Assignment. Each line from the one containing "timestamp beats a" through the last line of the records below is to be set down exactly; the rest stays out.

Top of Data to process

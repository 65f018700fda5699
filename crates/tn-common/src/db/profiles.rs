use deadpool_postgres::PoolError;
use serde_json::Value;
use tokio_postgres::Error as PgError;
use tokio_postgres::Row;
use tracing::{instrument, warn};

use crate::CandidateProfile;
use crate::db::PgPool;

#[derive(Debug, thiserror::Error)]
pub enum ProfileFetchError {
    #[error("failed to get postgres connection: {0}")]
    Pool(#[from] PoolError),
    #[error("postgres error: {0}")]
    Postgres(#[from] PgError),
}

/// Load a candidate's profile, or `None` when they never created one.
///
/// A malformed `work_history` document degrades to an empty history with a
/// warning instead of failing the caller; a missing profile must not block
/// an application, it just scores as "no data".
#[instrument(skip(pool))]
pub async fn fetch_profile_for_user(
    pool: &PgPool,
    user_id: i64,
) -> Result<Option<CandidateProfile>, ProfileFetchError> {
    let client = pool.get().await?;

    let row = client
        .query_opt(
            "SELECT skills,
                    work_history,
                    declared_experience_years,
                    recent_job_title,
                    current_role,
                    headline
             FROM tn.profiles
             WHERE user_id = $1",
            &[&user_id],
        )
        .await?;

    Ok(row.map(|row| map_profile_row(user_id, &row)))
}

fn map_profile_row(user_id: i64, row: &Row) -> CandidateProfile {
    let work_history = match row.get::<_, Option<Value>>("work_history") {
        Some(value) => serde_json::from_value(value).unwrap_or_else(|err| {
            warn!(user_id, error = %err, "malformed work_history document; treating as empty");
            Vec::new()
        }),
        None => Vec::new(),
    };

    CandidateProfile {
        skills: row.get::<_, Option<Vec<String>>>("skills").unwrap_or_default(),
        work_history,
        declared_experience_years: row.get("declared_experience_years"),
        recent_job_title: row.get("recent_job_title"),
        current_role: row.get("current_role"),
        headline: row.get("headline"),
    }
}
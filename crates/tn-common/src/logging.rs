use std::panic;
use std::sync::OnceLock;
use tracing_appender::non_blocking::WorkerGuard;
use tracing_subscriber::EnvFilter;
use tracing_subscriber::fmt::writer::BoxMakeWriter;

static LOG_GUARD: OnceLock<WorkerGuard> = OnceLock::new();

/// Install a global panic hook that logs panics through `tracing` with file/line
/// context. Safe to call multiple times; the hook is installed once per process.
pub fn install_tracing_panic_hook(app_name: &'static str) {
    static INSTALLED: OnceLock<()> = OnceLock::new();

    INSTALLED.get_or_init(|| {
        let default_hook = panic::take_hook();
        let include_backtrace = std::env::var("TN_LOG_INCLUDE_BACKTRACE")
            .map(|value| value == "1" || value.eq_ignore_ascii_case("true"))
            .unwrap_or(false);

        panic::set_hook(Box::new(move |info| {
            let thread = std::thread::current();
            let thread_name = thread.name().unwrap_or("unknown");

            let location = info
                .location()
                .map(|loc| format!("{}:{}:{}", loc.file(), loc.line(), loc.column()));
            let message = info
                .payload()
                .downcast_ref::<&str>()
                .map(|s| (*s).to_string())
                .or_else(|| info.payload().downcast_ref::<String>().cloned())
                .unwrap_or_else(|| "panic payload not string".into());

            tracing::error!(
                application = app_name,
                %thread_name,
                location = location.as_deref().unwrap_or("unknown"),
                panic_message = %message,
                "panic captured"
            );

            if include_backtrace {
                default_hook(info);
            }
        }));
    });
}

fn rotating_file_writer(app_name: &'static str) -> Option<BoxMakeWriter> {
    let dir = std::env::var_os("TN_LOG_DIR")?;
    let dir = std::path::PathBuf::from(dir);
    if let Err(err) = std::fs::create_dir_all(&dir) {
        tracing::warn!(error = %err, "failed to create TN_LOG_DIR; falling back to stdout");
        return None;
    }

    let appender = tracing_appender::rolling::daily(dir, format!("{app_name}.log"));
    let (non_blocking, guard) = tracing_appender::non_blocking(appender);
    let _ = LOG_GUARD.set(guard);
    Some(BoxMakeWriter::new(non_blocking))
}

/// Initialize a tracing subscriber with optional daily log rotation controlled by `TN_LOG_DIR`.
///
/// When `TN_LOG_DIR` is set, logs are written to `<TN_LOG_DIR>/<app>.log` with daily rotation;
/// otherwise, logs continue to be emitted to stdout. Uses `RUST_LOG` for filtering if present.
pub fn init_tracing_subscriber(app_name: &'static str) {
    let env_filter = EnvFilter::try_from_default_env().unwrap_or_else(|_| EnvFilter::new("info"));
    let builder = tracing_subscriber::fmt().with_env_filter(env_filter);

    if let Some(writer) = rotating_file_writer(app_name) {
        let _ = builder.with_writer(writer).try_init();
    } else {
        let _ = builder.try_init();
    }
}
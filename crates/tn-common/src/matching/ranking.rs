//! Employer-facing ordering of job applications.

use std::cmp::Ordering;

use crate::Application;

/// Order applications for an employer listing: premium applicants first,
/// then higher match score, then most recent submission.
///
/// `Vec::sort_by` is stable, so ties at all three keys keep their input
/// order. A missing score or timestamp sorts after every present value
/// within the same tier (`None < Some` under `Option`'s ordering); a
/// malformed record sinks instead of failing the listing.
pub fn rank_applications(mut applications: Vec<Application>) -> Vec<Application> {
    applications.sort_by(compare);
    applications
}

fn compare(a: &Application, b: &Application) -> Ordering {
    b.applicant_is_premium
        .cmp(&a.applicant_is_premium)
        .then_with(|| b.match_score.cmp(&a.match_score))
        .then_with(|| b.submitted_at.cmp(&a.submitted_at))
}

#[cfg(test)]
mod tests {
    use super::*;
    use chrono::{DateTime, TimeZone, Utc};

    fn at(secs: i64) -> DateTime<Utc> {
        Utc.timestamp_opt(secs, 0).unwrap()
    }

    fn application(
        id: i64,
        premium: bool,
        score: Option<i32>,
        submitted: Option<DateTime<Utc>>,
    ) -> Application {
        Application {
            id,
            applicant_is_premium: premium,
            match_score: score,
            submitted_at: submitted,
            ..Application::default()
        }
    }

    fn ids(applications: &[Application]) -> Vec<i64> {
        applications.iter().map(|a| a.id).collect()
    }

    #[test]
    fn premium_outranks_score_and_recency() {
        let ranked = rank_applications(vec![
            application(1, false, Some(90), Some(at(3))),
            application(2, true, Some(40), Some(at(1))),
            application(3, false, Some(95), Some(at(2))),
        ]);
        assert_eq!(ids(&ranked), vec![2, 3, 1]);
    }

    #[test]
    fn no_premium_entry_follows_a_non_premium_one() {
        let ranked = rank_applications(vec![
            application(1, false, Some(10), Some(at(9))),
            application(2, true, Some(5), Some(at(1))),
            application(3, false, Some(80), Some(at(5))),
            application(4, true, Some(60), Some(at(2))),
            application(5, false, None, None),
        ]);

        let first_regular = ranked
            .iter()
            .position(|a| !a.applicant_is_premium)
            .unwrap();
        assert!(ranked[first_regular..]
            .iter()
            .all(|a| !a.applicant_is_premium));
    }

    #[test]
    fn recency_breaks_score_ties() {
        let ranked = rank_applications(vec![
            application(1, false, Some(70), Some(at(100))),
            application(2, false, Some(70), Some(at(300))),
            application(3, false, Some(70), Some(at(200))),
        ]);
        assert_eq!(ids(&ranked), vec![2, 3, 1]);
    }

    #[test]
    fn full_ties_preserve_input_order() {
        let ranked = rank_applications(vec![
            application(7, true, Some(50), Some(at(42))),
            application(8, true, Some(50), Some(at(42))),
            application(9, true, Some(50), Some(at(42))),
        ]);
        assert_eq!(ids(&ranked), vec![7, 8, 9]);
    }

    #[test]
    fn ranking_is_idempotent() {
        let input = vec![
            application(1, false, Some(30), Some(at(5))),
            application(2, true, None, Some(at(9))),
            application(3, false, Some(88), None),
            application(4, true, Some(12), Some(at(2))),
        ];

        let once = rank_applications(input);
        let twice = rank_applications(once.clone());
        assert_eq!(ids(&once), ids(&twice));
    }

    #[test]
    fn missing_keys_sink_within_their_tier() {
        let ranked = rank_applications(vec![
            application(1, false, None, Some(at(900))),
            application(2, false, Some(1), Some(at(1))),
            application(3, false, Some(1), None),
        ]);
        // A present score beats a missing one; a present timestamp beats a
        // missing one at equal score.
        assert_eq!(ids(&ranked), vec![2, 3, 1]);
    }

    #[test]
    fn empty_input_stays_empty() {
        assert!(rank_applications(Vec::new()).is_empty());
    }
}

Bottom of Data to process

Solved problem.
        // A present score beats a missing one; a present timestamp beats a
        // missing one at equal score.
        assert_eq!(ids(&ranked), vec![2, 3, 1]);
    }

    #[test]
    fn empty_input_stays_empty() {
        assert!(rank_applications(Vec::new()).is_empty());
    }
}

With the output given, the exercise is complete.